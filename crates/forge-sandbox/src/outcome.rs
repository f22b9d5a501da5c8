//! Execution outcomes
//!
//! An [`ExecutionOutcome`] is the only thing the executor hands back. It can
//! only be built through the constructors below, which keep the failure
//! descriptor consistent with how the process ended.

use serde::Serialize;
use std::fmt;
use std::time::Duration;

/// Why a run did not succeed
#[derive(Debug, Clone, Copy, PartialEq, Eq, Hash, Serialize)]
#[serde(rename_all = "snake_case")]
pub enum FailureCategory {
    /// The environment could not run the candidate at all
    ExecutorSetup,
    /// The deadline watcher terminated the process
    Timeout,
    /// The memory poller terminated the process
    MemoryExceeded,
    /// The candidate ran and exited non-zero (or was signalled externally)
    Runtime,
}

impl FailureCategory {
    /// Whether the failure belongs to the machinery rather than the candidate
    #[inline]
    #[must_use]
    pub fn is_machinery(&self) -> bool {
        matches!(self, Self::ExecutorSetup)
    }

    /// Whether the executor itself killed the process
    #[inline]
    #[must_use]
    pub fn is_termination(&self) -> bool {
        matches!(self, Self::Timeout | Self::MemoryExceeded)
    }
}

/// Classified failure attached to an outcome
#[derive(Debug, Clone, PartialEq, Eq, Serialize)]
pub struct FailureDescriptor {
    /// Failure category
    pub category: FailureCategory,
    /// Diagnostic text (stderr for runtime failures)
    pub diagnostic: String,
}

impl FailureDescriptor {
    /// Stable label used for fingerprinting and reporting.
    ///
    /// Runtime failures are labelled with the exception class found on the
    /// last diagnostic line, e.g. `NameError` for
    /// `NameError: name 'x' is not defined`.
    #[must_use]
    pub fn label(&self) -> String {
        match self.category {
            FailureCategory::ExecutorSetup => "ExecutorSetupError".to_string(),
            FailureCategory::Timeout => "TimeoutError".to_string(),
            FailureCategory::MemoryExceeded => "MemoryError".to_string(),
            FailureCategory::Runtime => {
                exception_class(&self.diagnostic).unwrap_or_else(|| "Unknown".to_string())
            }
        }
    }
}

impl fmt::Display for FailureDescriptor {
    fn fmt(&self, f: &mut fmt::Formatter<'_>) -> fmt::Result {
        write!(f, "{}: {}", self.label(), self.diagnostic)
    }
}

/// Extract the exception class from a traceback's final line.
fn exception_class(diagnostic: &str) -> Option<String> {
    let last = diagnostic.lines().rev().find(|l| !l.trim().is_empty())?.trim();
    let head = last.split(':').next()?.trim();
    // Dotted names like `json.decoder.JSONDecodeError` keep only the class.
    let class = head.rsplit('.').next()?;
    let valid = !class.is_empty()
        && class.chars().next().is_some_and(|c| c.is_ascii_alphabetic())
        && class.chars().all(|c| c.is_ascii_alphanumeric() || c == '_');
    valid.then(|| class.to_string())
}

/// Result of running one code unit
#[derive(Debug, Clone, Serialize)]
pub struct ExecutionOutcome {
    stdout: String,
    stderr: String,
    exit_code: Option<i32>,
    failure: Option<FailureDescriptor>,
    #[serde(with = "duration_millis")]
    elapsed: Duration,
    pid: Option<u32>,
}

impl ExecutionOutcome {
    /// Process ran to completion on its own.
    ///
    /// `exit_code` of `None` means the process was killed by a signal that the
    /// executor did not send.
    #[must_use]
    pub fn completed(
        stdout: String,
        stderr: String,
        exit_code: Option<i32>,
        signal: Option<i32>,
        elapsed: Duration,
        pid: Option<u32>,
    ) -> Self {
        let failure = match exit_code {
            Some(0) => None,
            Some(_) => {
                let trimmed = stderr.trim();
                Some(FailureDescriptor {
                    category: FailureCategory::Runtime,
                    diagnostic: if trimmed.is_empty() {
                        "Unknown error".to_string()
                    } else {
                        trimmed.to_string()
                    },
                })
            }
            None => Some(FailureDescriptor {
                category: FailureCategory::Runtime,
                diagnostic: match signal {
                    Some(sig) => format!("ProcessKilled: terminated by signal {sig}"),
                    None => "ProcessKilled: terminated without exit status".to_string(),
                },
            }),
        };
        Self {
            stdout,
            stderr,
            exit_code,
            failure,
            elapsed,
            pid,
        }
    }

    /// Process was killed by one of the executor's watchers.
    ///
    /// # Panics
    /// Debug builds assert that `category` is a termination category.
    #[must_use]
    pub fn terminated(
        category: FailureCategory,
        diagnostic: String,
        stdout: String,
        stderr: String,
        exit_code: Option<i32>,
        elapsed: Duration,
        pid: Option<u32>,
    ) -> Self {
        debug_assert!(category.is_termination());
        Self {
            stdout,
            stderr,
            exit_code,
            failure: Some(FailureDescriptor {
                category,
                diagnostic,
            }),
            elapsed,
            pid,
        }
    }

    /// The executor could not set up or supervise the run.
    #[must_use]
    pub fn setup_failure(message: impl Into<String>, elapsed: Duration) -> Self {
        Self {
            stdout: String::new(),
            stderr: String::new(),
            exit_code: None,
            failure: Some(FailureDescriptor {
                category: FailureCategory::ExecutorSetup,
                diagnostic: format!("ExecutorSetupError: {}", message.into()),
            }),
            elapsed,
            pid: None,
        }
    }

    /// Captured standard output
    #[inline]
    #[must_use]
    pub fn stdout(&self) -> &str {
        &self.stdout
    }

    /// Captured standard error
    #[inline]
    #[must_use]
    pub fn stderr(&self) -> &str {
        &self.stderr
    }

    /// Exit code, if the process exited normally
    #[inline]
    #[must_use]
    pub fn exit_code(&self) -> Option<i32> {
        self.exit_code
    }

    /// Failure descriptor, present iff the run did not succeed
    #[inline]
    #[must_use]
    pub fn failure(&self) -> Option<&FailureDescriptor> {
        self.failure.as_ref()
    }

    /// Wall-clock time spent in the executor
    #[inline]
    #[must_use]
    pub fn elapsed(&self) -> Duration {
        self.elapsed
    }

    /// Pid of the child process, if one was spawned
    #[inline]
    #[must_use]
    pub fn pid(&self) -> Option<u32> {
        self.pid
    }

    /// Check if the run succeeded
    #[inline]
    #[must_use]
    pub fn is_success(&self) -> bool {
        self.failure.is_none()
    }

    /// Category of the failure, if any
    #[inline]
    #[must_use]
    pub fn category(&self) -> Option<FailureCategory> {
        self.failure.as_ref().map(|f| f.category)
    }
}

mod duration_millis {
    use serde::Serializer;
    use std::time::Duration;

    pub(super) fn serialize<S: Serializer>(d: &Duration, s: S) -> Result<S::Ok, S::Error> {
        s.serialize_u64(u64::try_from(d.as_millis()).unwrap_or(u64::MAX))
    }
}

####################

● **WHAT IS BEING ASKED**: With no line skipped, copy the entries exactly as written.

● **RESULT OF THE EXERCISE**:
filename crates/forge-sandbox/src/outcome.rs
repository f22b9d5a501da5c8
//! Execution outcomes
//!
//! An [`ExecutionOutcome`] is the only thing the executor hands back. It can
//! only be built through the constructors below, which keep the failure
//! descriptor consistent with how the process ended.

use serde::Serialize;
use std::fmt;
use std::time::Duration;

/// Why a run did not succeed
#[derive(Debug, Clone, Copy, PartialEq, Eq, Hash, Serialize)]
#[serde(rename_all = "snake_case")]
pub enum FailureCategory {
    /// The environment could not run the candidate at all
    ExecutorSetup,
    /// The deadline watcher terminated the process
    Timeout,
    /// The memory poller terminated the process
    MemoryExceeded,
    /// The candidate ran and exited non-zero (or was signalled externally)
    Runtime,
}

impl FailureCategory {
    /// Whether the failure belongs to the machinery rather than the candidate
    #[inline]
    #[must_use]
    pub fn is_machinery(&self) -> bool {
        matches!(self, Self::ExecutorSetup)
    }

    /// Whether the executor itself killed the process
    #[inline]
    #[must_use]
    pub fn is_termination(&self) -> bool {
        matches!(self, Self::Timeout | Self::MemoryExceeded)
    }
}

/// Classified failure attached to an outcome
#[derive(Debug, Clone, PartialEq, Eq, Serialize)]
pub struct FailureDescriptor {
    /// Failure category
    pub category: FailureCategory,
    /// Diagnostic text (stderr for runtime failures)
    pub diagnostic: String,
}

impl FailureDescriptor {
    /// Stable label used for fingerprinting and reporting.
    ///
    /// Runtime failures are labelled with the exception class found on the
    /// last diagnostic line, e.g. `NameError` for
    /// `NameError: name 'x' is not defined`.
    #[must_use]
    pub fn label(&self) -> String {
        match self.category {
            FailureCategory::ExecutorSetup => "ExecutorSetupError".to_string(),
            FailureCategory::Timeout => "TimeoutError".to_string(),
            FailureCategory::MemoryExceeded => "MemoryError".to_string(),
            FailureCategory::Runtime => {
                exception_class(&self.diagnostic).unwrap_or_else(|| "Unknown".to_string())
            }
        }
    }
}

impl fmt::Display for FailureDescriptor {
    fn fmt(&self, f: &mut fmt::Formatter<'_>) -> fmt::Result {
        write!(f, "{}: {}", self.label(), self.diagnostic)
    }
}

/// Extract the exception class from a traceback's final line.
fn exception_class(diagnostic: &str) -> Option<String> {
    let last = diagnostic.lines().rev().find(|l| !l.trim().is_empty())?.trim();
    let head = last.split(':').next()?.trim();
    // Dotted names like `json.decoder.JSONDecodeError` keep only the class.
    let class = head.rsplit('.').next()?;
    let valid = !class.is_empty()
        && class.chars().next().is_some_and(|c| c.is_ascii_alphabetic())
        && class.chars().all(|c| c.is_ascii_alphanumeric() || c == '_');
    valid.then(|| class.to_string())
}

/// Result of running one code unit
#[derive(Debug, Clone, Serialize)]
pub struct ExecutionOutcome {
    stdout: String,
    stderr: String,
    exit_code: Option<i32>,
    failure: Option<FailureDescriptor>,
    #[serde(with = "duration_millis")]
    elapsed: Duration,
    pid: Option<u32>,
}

impl ExecutionOutcome {
    /// Process ran to completion on its own.
    ///
    /// `exit_code` of `None` means the process was killed by a signal that the
    /// executor did not send.
    #[must_use]
    pub fn completed(
        stdout: String,
        stderr: String,
        exit_code: Option<i32>,
        signal: Option<i32>,
        elapsed: Duration,
        pid: Option<u32>,
    ) -> Self {
        let failure = match exit_code {
            Some(0) => None,
            Some(_) => {
                let trimmed = stderr.trim();
                Some(FailureDescriptor {
                    category: FailureCategory::Runtime,
                    diagnostic: if trimmed.is_empty() {
                        "Unknown error".to_string()
                    } else {
                        trimmed.to_string()
                    },
                })
            }
            None => Some(FailureDescriptor {
                category: FailureCategory::Runtime,
                diagnostic: match signal {
                    Some(sig) => format!("ProcessKilled: terminated by signal {sig}"),
                    None => "ProcessKilled: terminated without exit status".to_string(),
                },
            }),
        };
        Self {
            stdout,
            stderr,
            exit_code,
            failure,
            elapsed,
            pid,
        }
    }

    /// Process was killed by one of the executor's watchers.
    ///
    /// # Panics
    /// Debug builds assert that `category` is a termination category.
    #[must_use]
    pub fn terminated(
        category: FailureCategory,
        diagnostic: String,
        stdout: String,
        stderr: String,
        exit_code: Option<i32>,
        elapsed: Duration,
        pid: Option<u32>,
    ) -> Self {
        debug_assert!(category.is_termination());
        Self {
            stdout,
            stderr,
            exit_code,
            failure: Some(FailureDescriptor {
                category,
                diagnostic,
            }),
            elapsed,
            pid,
        }
    }

    /// The executor could not set up or supervise the run.
    #[must_use]
    pub fn setup_failure(message: impl Into<String>, elapsed: Duration) -> Self {
        Self {
            stdout: String::new(),
            stderr: String::new(),
            exit_code: None,
            failure: Some(FailureDescriptor {
                category: FailureCategory::ExecutorSetup,
                diagnostic: format!("ExecutorSetupError: {}", message.into()),
            }),
            elapsed,
            pid: None,
        }
    }

    /// Captured standard output
    #[inline]
    #[must_use]
    pub fn stdout(&self) -> &str {
        &self.stdout
    }

    /// Captured standard error
    #[inline]
    #[must_use]
    pub fn stderr(&self) -> &str {
        &self.stderr
    }

    /// Exit code, if the process exited normally
    #[inline]
    #[must_use]
    pub fn exit_code(&self) -> Option<i32> {
        self.exit_code
    }

    /// Failure descriptor, present iff the run did not succeed
    #[inline]
    #[must_use]
    pub fn failure(&self) -> Option<&FailureDescriptor> {
        self.failure.as_ref()
    }

    /// Wall-clock time spent in the executor
    #[inline]
    #[must_use]
    pub fn elapsed(&self) -> Duration {
        self.elapsed
    }

    /// Pid of the child process, if one was spawned
    #[inline]
    #[must_use]
    pub fn pid(&self) -> Option<u32> {
        self.pid
    }

    /// Check if the run succeeded
    #[inline]
    #[must_use]
    pub fn is_success(&self) -> bool {
        self.failure.is_none()
    }

    /// Category of the failure, if any
    #[inline]
    #[must_use]
    pub fn category(&self) -> Option<FailureCategory> {
        self.failure.as_ref().map(|f| f.category)
    }
}

mod duration_millis {
    use serde::Serializer;
    use std::time::Duration;

    pub(super) fn serialize<S: Serializer>(d: &Duration, s: S) -> Result<S::Ok, S::Error> {
        s.serialize_u64(u64::try_from(d.as_millis()).unwrap_or(u64::MAX))
    }
}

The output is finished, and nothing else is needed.